As with the co-sponsorship of UNHRC Resolution 30/1 without due process, in this instance too the former Government violated due process, thus enabling the present Government to abrogate whatever ‘understanding’ that Sri Lanka had with the Governments of India and Japan. Judging from media reports, the same fate would be experienced by this Government if it ignores due process with the West Container Terminal.
The lesson to be learnt is that short term gains are truly short term, and that such gains come not only at long term costs to governments, but also to international relations and ultimately to the people.
Other countries too, resort to violation of due process. For instance, according to a report in The Hindu the Maldivian Defence Minister Mariya Didi had signed a pact with India without approval of Parliament. This resulted in 51 legislators of the 87-member calling for an emergency motion demanding greater transparency in bilateral pacts.
Apparently, the India’s External Affairs Minister S. Jaishankar who was in Male had tweeted: “Glad to sign …the UTF Harbour Project Agreement. Will strengthen Maldivian Coast Guard capability and facilitate regional HADR efforts. Partners in development, partners in security.”

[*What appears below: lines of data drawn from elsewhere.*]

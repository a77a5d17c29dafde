use super::{PcbId, TcpError, TcpStack};
use crate::buffer::Pbuf;

/// The application's side of a connection.
///
/// Every method except [`error`](Callbacks::error) gets the stack so that it
/// can write, close or tweak the connection on the spot. While a callback
/// runs, the connection's own callbacks are detached from it; installing new
/// ones from inside a callback replaces them.
pub trait Callbacks: Send {
    /// A passive open on `listener` completed and produced `pcb`. Returning an
    /// error aborts the new connection. The default refuses every connection.
    fn accepted(
        &mut self,
        _stack: &mut TcpStack,
        _listener: PcbId,
        _pcb: PcbId,
    ) -> Result<(), TcpError> {
        Err(TcpError::Aborted)
    }

    /// In-order data arrived, or `None` once the peer has closed its side.
    ///
    /// The default discards the data, reopens the window and closes the
    /// connection on end of stream.
    fn received(
        &mut self,
        stack: &mut TcpStack,
        pcb: PcbId,
        data: Option<Pbuf>,
    ) -> Result<(), TcpError> {
        match data {
            Some(data) => stack.recved(pcb, data.len() as u32),
            None => stack.close(pcb),
        }
    }

    /// The peer acknowledged `len` more bytes.
    fn sent(&mut self, _stack: &mut TcpStack, _pcb: PcbId, _len: u32) -> Result<(), TcpError> {
        Ok(())
    }

    /// An active open completed.
    fn connected(&mut self, _stack: &mut TcpStack, _pcb: PcbId) -> Result<(), TcpError> {
        Ok(())
    }

    /// Called every poll interval while the connection lives.
    fn poll(&mut self, _stack: &mut TcpStack, _pcb: PcbId) -> Result<(), TcpError> {
        Ok(())
    }

    /// The connection is gone. The block no longer exists when this runs.
    fn error(&mut self, _pcb: PcbId, _err: TcpError) {}
}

The Maldivian Defence Minister is reported to have stated: “Given our expansive maritime territory, the need to enhance local coast guard capabilities cannot be overstated… This dockyard and harbour will, in time, afford us the opportunity to protect our maritime interests on our own thereby enhancing our sovereignty.”
Sounds perfectly justified, but the fact is that it violates due process judging from the protests of the Maldivian legislators.
Prior to this, an article in the Institute of Peace and Conflict Studies by Dr. Narayanan states: “On 10 September 2020, Washington and Male signed the ‘Framework for US Department of Defence – Maldives Ministry of Defence and Security Relationship’. This agreement ostensibly intends to deepen bilateral efforts towards maintaining peace and security in the Indian Ocean region.”
Whether this agreement had the approval of the Maldivian Parliament is not known. Whatever the case may be, the hard reality is that the Maldives is totally linked up with India and US on security related issues.
Conclusion
From the material presented above it is crystal clear that the trend is for major powers to engage with strategically positioned states to further their geopolitical interests by seeking arrangements that do ‘not’ conform to constitutional and legal procedures of the state concerned, but through arrangements that violate due process. The primary reason for this being that the latter approach lends itself to arrangements that are more favourable to the major powers than resorting to the former.
In the case of Sri Lanka, the examples cited above where Sri Lanka became a victim of this trend was in connection with co-sponsoring UNHRC Resolution 30/1 and the ‘understanding’ reached between Sri Lanka, India and Japan on the East Container Terminal, and now perhaps with the West Container Terminal as well. The other example cited is in connection with the agreements reached between the Maldives, India and the US relating to maritime infrastructure and security.
India and the US along with Japan and Australia are part of a security alliance known as the Quad. Maldives has links to both US and India even though it may not formally be part of the Quad. In addition, from a standpoint of strategic positioning, the Maldives, as it is with Sri Lanka, is almost midway between the choke points of Straits of Hormuz and Malacca.
In such a background the links that the Maldives forged with India and the US have to impact on Sri Lanka because Sri Lanka’s policy of neutrality isolates it in respect of the security relationship with the Quad and China, while engaging commercially with both and the rest of the world.